INSTRUCTIONS TO FOLLOW: Supply the number of lines below containing "depth", nothing else.

STUDY MATERIAL:
"""

impl RoutePattern {
    /// Compile a normalized template
    ///
    /// # Errors
    ///
    /// Returns `Error::InvalidRoutePattern` on unbalanced groups, an empty
    /// parameter name, or a constraint that does not compile.
    pub fn compile(template: &str, options: &RouteOptions, anchor: bool) -> Result<Self> {
        let mut template = template.to_string();
        if anchor && !template.contains(":format") {
            template.push_str("(.:format)");
        }

        let separators = options.separators.as_deref().unwrap_or(DEFAULT_SEPARATORS);
        let segment_class = format!(
            "[^{}]+",
            separators
                .iter()
                .map(|c| regex::escape(&c.to_string()))
                .collect::<String>()
        );

        let invalid = |reason: &str| Error::InvalidRoutePattern {
            pattern: template.clone(),
            reason: reason.to_string(),
        };

        let body_source = if !anchor && template == "/" { "" } else { template.as_str() };

        let mut source = String::from("^");
        let mut names = Vec::new();
        let mut typed = HashMap::new();
        let mut depth = 0usize;
        let mut chars = body_source.chars().peekable();

        while let Some(c) = chars.next() {
            match c {
                ':' | '*' => {
                    let mut name = String::new();
                    while let Some(&next) = chars.peek() {
                        if next.is_ascii_alphanumeric() || next == '_' {
                            name.push(next);
                            chars.next();
                        } else {
                            break;
                        }
                    }
                    if name.is_empty() {
                        return Err(invalid("parameter without a name"));
                    }
                    let constraint = options.constraints.get(&name);
                    let class = match constraint.and_then(Constraint::source) {
                        Some(src) => format!("(?:{src})"),
                        None if c == '*' => ".+".to_string(),
                        None => segment_class.clone(),
                    };
                    if let Some(Constraint::Typed(ty)) = constraint {
                        typed.insert(name.clone(), *ty);
                    }
                    source.push_str(&format!("(?P<{name}>{class})"));
                    names.push(name);
                }
                '(' => {
                    depth += 1;
                    source.push_str("(?:");
                }
                ')' => {
                    if depth == 0 {
                        return Err(invalid("unbalanced `)`"));
                    }
                    depth -= 1;
                    source.push_str(")?");
                }
                other => source.push_str(&regex::escape(&other.to_string())),
            }
        }

        if depth != 0 {
            return Err(invalid("unclosed `(`"));
        }
        if anchor {
            source.push('$');
        }

        let regex = Regex::new(&source).map_err(|e| invalid(&e.to_string()))?;

        Ok(Self {
            template,
            regex,
            names,
            typed,
            anchored: anchor,
        })
    }

    /// Template, including the generated format suffix
    #[must_use]
    pub fn template(&self) -> &str {
        &self.template
    }

    /// Parameter names in template order
    #[must_use]
    pub fn names(&self) -> &[String] {
        &self.names
    }

    /// Whether the pattern must match the whole path
    #[must_use]
    pub const fn is_anchored(&self) -> bool {
        self.anchored
    }

    /// Match a normalized path
    #[must_use]
    pub fn matches(&self, path: &str) -> Option<PathMatch> {
        let captures = self.regex.captures(path)?;
        let end = captures.get(0).map_or(0, |m| m.end());
        let rest = &path[end..];
        if !self.anchored && !rest.is_empty() && !rest.starts_with('/') {
            return None;
        }

        let mut params = Map::new();
        for name in &self.names {
            if let Some(raw) = captures.name(name) {
                let value = match self.typed.get(name) {
                    Some(ty) => convert_param(raw.as_str(), *ty)
                        .unwrap_or_else(|_| Value::String(raw.as_str().to_string())),
                    None => Value::String(raw.as_str().to_string()),
                };
                params.insert(name.clone(), value);
            }
        }

        Some(PathMatch {
            params,
            rest: if rest.is_empty() { "/".to_string() } else { rest.to_string() },
        })
    }
}

impl fmt::Display for RoutePattern {
    fn fmt(&self, f: &mut fmt::Formatter<'_>) -> fmt::Result {
        f.write_str(&self.template)
    }
}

"""

SOLVED PROBLEM: 5